By treatment week 12, the number of transfusions significantly increased among patients receiving Peg-IFN/RBV, but not among those receiving SOF/LDV. In addition, hemoglobin levels at 12 weeks posttreatment were lower in the control group than in the SOF/LDV group (8.83 vs 10.56 g/dL).

“In conclusion, SOF/LDV [fixed dose combination] for 12 weeks provides simple, highly effective treatment for patients with thalassaemia major and concomitant HCV [genotype 1 or genotype 4] infections. It appears an effective and safe regimen in naïve patients with cirrhosis regardless of the chelators adopted,” the investigators wrote.

“This regimen may represent a decisive treatment to reduce morbidity and mortality in developing countries, where both the risk of HCV infection related to blood transfusion and the prevalence of thalassaemia continue to represent a concern for larger numbers of subjects,” they added.

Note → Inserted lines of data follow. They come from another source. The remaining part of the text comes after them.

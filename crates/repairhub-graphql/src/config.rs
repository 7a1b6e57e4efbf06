//! Upstream and schema configuration.
//!
//! Configuration is specified in `repairhub.toml` under the `[upstream]` and
//! `[graphql]` sections and is constructed once at startup, then injected
//! into the client and schema builders.
//!
//! # Example Configuration
//!
//! ```toml
//! [upstream]
//! base_url = "http://localhost:3000"
//! timeout_secs = 10
//!
//! [graphql]
//! max_depth = 15
//! max_complexity = 500
//! introspection = true
//! playground = true
//! ```

use std::time::Duration;

use serde::{Deserialize, Serialize};

/// Connection settings for the upstream REST API.
#[derive(Debug, Clone, Serialize, Deserialize)]
pub struct UpstreamConfig {
    /// Base URL of the REST service, e.g. `http://localhost:3000`.
    #[serde(default = "default_base_url")]
    pub base_url: String,

    /// Per-request timeout in seconds.
    /// Default: 10
    #[serde(default = "default_timeout_secs")]
    pub timeout_secs: u64,
}

fn default_base_url() -> String {
    "http://localhost:3000".to_string()
}

fn default_timeout_secs() -> u64 {
    10
}

impl Default for UpstreamConfig {
    fn default() -> Self {
        Self {
            base_url: default_base_url(),
            timeout_secs: default_timeout_secs(),
        }
    }
}

impl UpstreamConfig {
    /// Creates a configuration for the given base URL with the default timeout.
    #[must_use]
    pub fn new(base_url: impl Into<String>) -> Self {
        Self {
            base_url: base_url.into(),
            ..Self::default()
        }
    }

    /// Sets the request timeout.
    #[must_use]
    pub fn with_timeout_secs(mut self, secs: u64) -> Self {
        self.timeout_secs = secs;
        self
    }

    #[must_use]
    pub fn timeout(&self) -> Duration {
        Duration::from_secs(self.timeout_secs)
    }

    /// Validates the configuration.
    ///
    /// # Errors
    ///
    /// Returns an error if the base URL is not an absolute http(s) URL or the
    /// timeout is zero.
    pub fn validate(&self) -> Result<(), String> {
        if self.base_url.trim().is_empty() {
            return Err("upstream.base_url must not be empty".into());
        }
        let parsed = url::Url::parse(&self.base_url)
            .map_err(|e| format!("upstream.base_url is not a valid URL: {e}"))?;
        if !matches!(parsed.scheme(), "http" | "https") {
            return Err("upstream.base_url must use http or https".into());
        }
        if self.timeout_secs == 0 {
            return Err("upstream.timeout_secs must be > 0".into());
        }
        Ok(())
    }
}

/// GraphQL API configuration.
#[derive(Debug, Clone, Serialize, Deserialize)]
pub struct GraphQLConfig {
    /// Maximum query depth allowed.
    /// Default: 15
    #[serde(default = "default_max_depth")]
    pub max_depth: usize,

    /// Maximum query complexity allowed.
    /// Default: 500
    #[serde(default = "default_max_complexity")]
    pub max_complexity: usize,

    /// Enable GraphQL introspection queries.
    /// Default: true (development-friendly)
    #[serde(default = "default_introspection")]
    pub introspection: bool,

    /// Serve the GraphiQL playground on `GET /graphql`.
    /// Default: true
    #[serde(default = "default_playground")]
    pub playground: bool,
}

fn default_max_depth() -> usize {
    15
}

fn default_max_complexity() -> usize {
    500
}

fn default_introspection() -> bool {
    true
}

fn default_playground() -> bool {
    true
}

impl Default for GraphQLConfig {
    fn default() -> Self {
        Self {
            max_depth: default_max_depth(),
            max_complexity: default_max_complexity(),
            introspection: default_introspection(),
            playground: default_playground(),
        }
    }
}

impl GraphQLConfig {
    /// Validates the configuration.
    ///
    /// # Errors
    ///
    /// Returns an error if configuration values are invalid.
    pub fn validate(&self) -> Result<(), String> {
        if self.max_depth == 0 {
            return Err("graphql.max_depth must be > 0".into());
        }
        if self.max_complexity == 0 {
            return Err("graphql.max_complexity must be > 0".into());
        }
        Ok(())
    }
}
//! Bearer credential extraction.
//!
//! The gateway does not validate tokens; it only forwards whatever the caller
//! sent so the upstream can decide. A missing or unreadable header is never
//! an error, it simply results in an unauthenticated upstream call.

use axum::http::HeaderMap;
use axum::http::header::AUTHORIZATION;

/// Prefix every forwarded credential carries.
pub const BEARER_PREFIX: &str = "Bearer ";

/// Ensures `token` carries exactly one `Bearer ` prefix.
///
/// Idempotent: normalizing an already-normalized value returns it unchanged.
#[must_use]
pub fn normalize_bearer(token: &str) -> String {
    if token.starts_with(BEARER_PREFIX) {
        token.to_string()
    } else {
        format!("{BEARER_PREFIX}{token}")
    }
}

/// Reads the `authorization` header and returns a normalized bearer credential.
///
/// Header lookup is case-insensitive. Returns `None` when the header is
/// absent, empty, or not valid visible ASCII.
#[must_use]
pub fn extract_bearer(headers: &HeaderMap) -> Option<String> {
    let raw = headers.get(AUTHORIZATION)?.to_str().ok()?;
    if raw.is_empty() {
        return None;
    }
    Some(normalize_bearer(raw))
}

The investigators report financial relationships with Janssen-Cilag, MSD, ROCHE, Gilead Sciences, and BMS. The study medications were supplied by Gilead Sciences.


  1. Mangia A, Sarli R, Gamberini R, et al. Randomised clinical trial: sofosbuvir and ledipasvir in patients with transfusion-dependent thalassaemia and HCV genotype 1 or 4 infection. Aliment Pharmacol Ther. 2017;46(4):424-431.